Evaluation of SRT • SRT are limited to constant attributes • Even so, maintenance is required • Possible to use for non-constant attributes but cost can be prohibitive
Evaluation of SRT • Compared three different strategies for building tree, random, closest, and cluster • Random: pick a random parent from the nodes with reliable communication • Closest: pick the parent whose attribute value (index attribute) is closest • Cluster: by snooping siblings’ parent selection, each node try to pick the right parent, to minimize the spread of attribute values underneath all of its available parents • Report results for two different sensor value distributions, random and geographic • Random: each attribute value is randomly selected from the interval [0,1000] • Geographic: values among neighbor are highly correlated
SRT Results • The Cluster scheme is superior to the random scheme and the closest scheme. • With the geographic distribution, the performance of the cluster scheme is close to the optimal. • Where is the data of SRT’s overhead?

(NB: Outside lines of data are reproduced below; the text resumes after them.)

//! Research planner: one LLM call proposing strategy, focus areas and an
//! estimated round count.

use serde::{Deserialize, Serialize};
use std::sync::Arc;
use tracing::{info, warn};

use crate::brain::{Brain, parse_json_response};
use crate::error::ResearchError;
use crate::sanitize::escape_for_llm_prompt;
use crate::types::{GenerationConfig, Question};

const PLANNER_SYSTEM_PROMPT: &str = "You plan evidence gathering for health questions. \
Answer with a single JSON object and nothing else.";

/// The plan of a research run. Created once and never mutated.
#[derive(Debug, Clone, PartialEq, Serialize, Deserialize)]
pub struct ResearchPlan {
    pub strategy: String,
    pub focus_areas: Vec<String>,
    /// Always at least 1.
    pub estimated_rounds: usize,
}

impl ResearchPlan {
    /// Plan used when the planner output cannot be parsed.
    pub fn fallback(question: &str) -> Self {
        Self {
            strategy: "broad".to_string(),
            focus_areas: vec![question.to_string()],
            estimated_rounds: 2,
        }
    }
}

#[derive(Debug, Deserialize)]
struct PlannerOutput {
    #[serde(default)]
    strategy: Option<String>,
    #[serde(default, alias = "focusAreas")]
    focus_areas: Vec<String>,
    #[serde(default, alias = "estimatedRounds")]
    estimated_rounds: Option<i64>,
}

pub struct ResearchPlanner {
    brain: Arc<Brain>,
    max_rounds: usize,
    temperature: f32,
}

impl ResearchPlanner {
    pub fn new(brain: Arc<Brain>, max_rounds: usize, temperature: f32) -> Self {
        Self {
            brain,
            max_rounds: max_rounds.max(1),
            temperature,
        }
    }

    /// Produce the plan for `question`.
    ///
    /// A provider error is fatal. Unparseable output yields `ResearchPlan::fallback`.
    pub async fn plan(&self, question: &Question) -> Result<ResearchPlan, ResearchError> {
        let prompt = self.build_prompt(question);
        let response = self
            .brain
            .generate(
                &prompt,
                Some(PLANNER_SYSTEM_PROMPT),
                GenerationConfig::new(self.temperature, 512),
            )
            .await
            .map_err(ResearchError::Planning)?;

        let plan = self.parse_plan(&response, &question.text);
        info!(
            strategy = %plan.strategy,
            focus_areas = plan.focus_areas.len(),
            estimated_rounds = plan.estimated_rounds,
            "Research plan ready"
        );
        Ok(plan)
    }

    fn build_prompt(&self, question: &Question) -> String {
        let mut prompt = format!(
            "Question: {}\n",
            escape_for_llm_prompt(&question.text, 2000)
        );
        if let Some(profile) = question.profile.as_ref().and_then(|p| p.describe()) {
            prompt.push_str(&format!("User profile: {}\n", escape_for_llm_prompt(&profile, 500)));
        }
        prompt.push_str(&format!(
            "\nPlan the search. Respond as JSON: \
             {{\"strategy\": \"broad|focused|comparative\", \"focus_areas\": [\"...\"], \
             \"estimated_rounds\": 1-{}}}",
            self.max_rounds
        ));
        prompt
    }

    fn parse_plan(&self, response: &str, question: &str) -> ResearchPlan {
        let Some(output) = parse_json_response::<PlannerOutput>(response) else {
            warn!("Planner output could not be parsed; using fallback plan");
            return ResearchPlan::fallback(question);
        };

        let fallback = ResearchPlan::fallback(question);
        let focus_areas: Vec<String> = output
            .focus_areas
            .into_iter()
            .map(|f| f.trim().to_string())
            .filter(|f| !f.is_empty())
            .collect();
        let estimated_rounds = output
            .estimated_rounds
            .map(|r| r.clamp(1, self.max_rounds as i64) as usize)
            .unwrap_or(fallback.estimated_rounds.min(self.max_rounds));

        ResearchPlan {
            strategy: output
                .strategy
                .filter(|s| !s.trim().is_empty())
                .unwrap_or(fallback.strategy),
            focus_areas: if focus_areas.is_empty() {
                fallback.focus_areas
            } else {
                focus_areas
            },
            estimated_rounds,
        }
    }
}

Roadmap • Application Structure & Design Goals • Acquisitional Query Language • Power-Aware Optimization • Power Sensitive Dissemination and Routing • Processing Queries • Conclusions and Future Work • Discussion
Processing Queries • Queries have been optimized and distributed, what more can we do? • Aggregate data that is sent back to the root • Prioritize data that needs to be sent (why??) • Naïve - FIFO • Winavg – average the two results at the queue’s head to make room for the new data • Delta – Send result with most changes • Adapt data rates and power consumption
Prioritization Comparison • Sample rate was 4 times faster than delivery rate. • Readings generated by shaking the sensor • Delta seems to be better
Adaptation • Not safe to assume that network channel is uncontested • TinyDB reduces packets sent as channel contention rises • How much? No detail!
Roadmap • Application Structure & Design Goals • Acquisitional Query Language • Power-Aware Optimization • Power Sensitive Dissemination and Routing • Processing Queries • Conclusions and Future Work • Discussion
Conclusions & Future Work • Conclusions: • Design of an acquisitional query processor for data collection in sensor networks • Evaluation in the context of TinyDB • Future Work: • Selectivity of operators based upon range of sensor • Exemplary aggregate pushdown • More sophisticated prioritization schemes • Better re-optimization of sample rate based upon acquired data
Discussion • Is this the best way (right way?) to look at a sensor network? • Is their approximation of battery lifetime sufficient? • Was their evaluation of SRT good enough?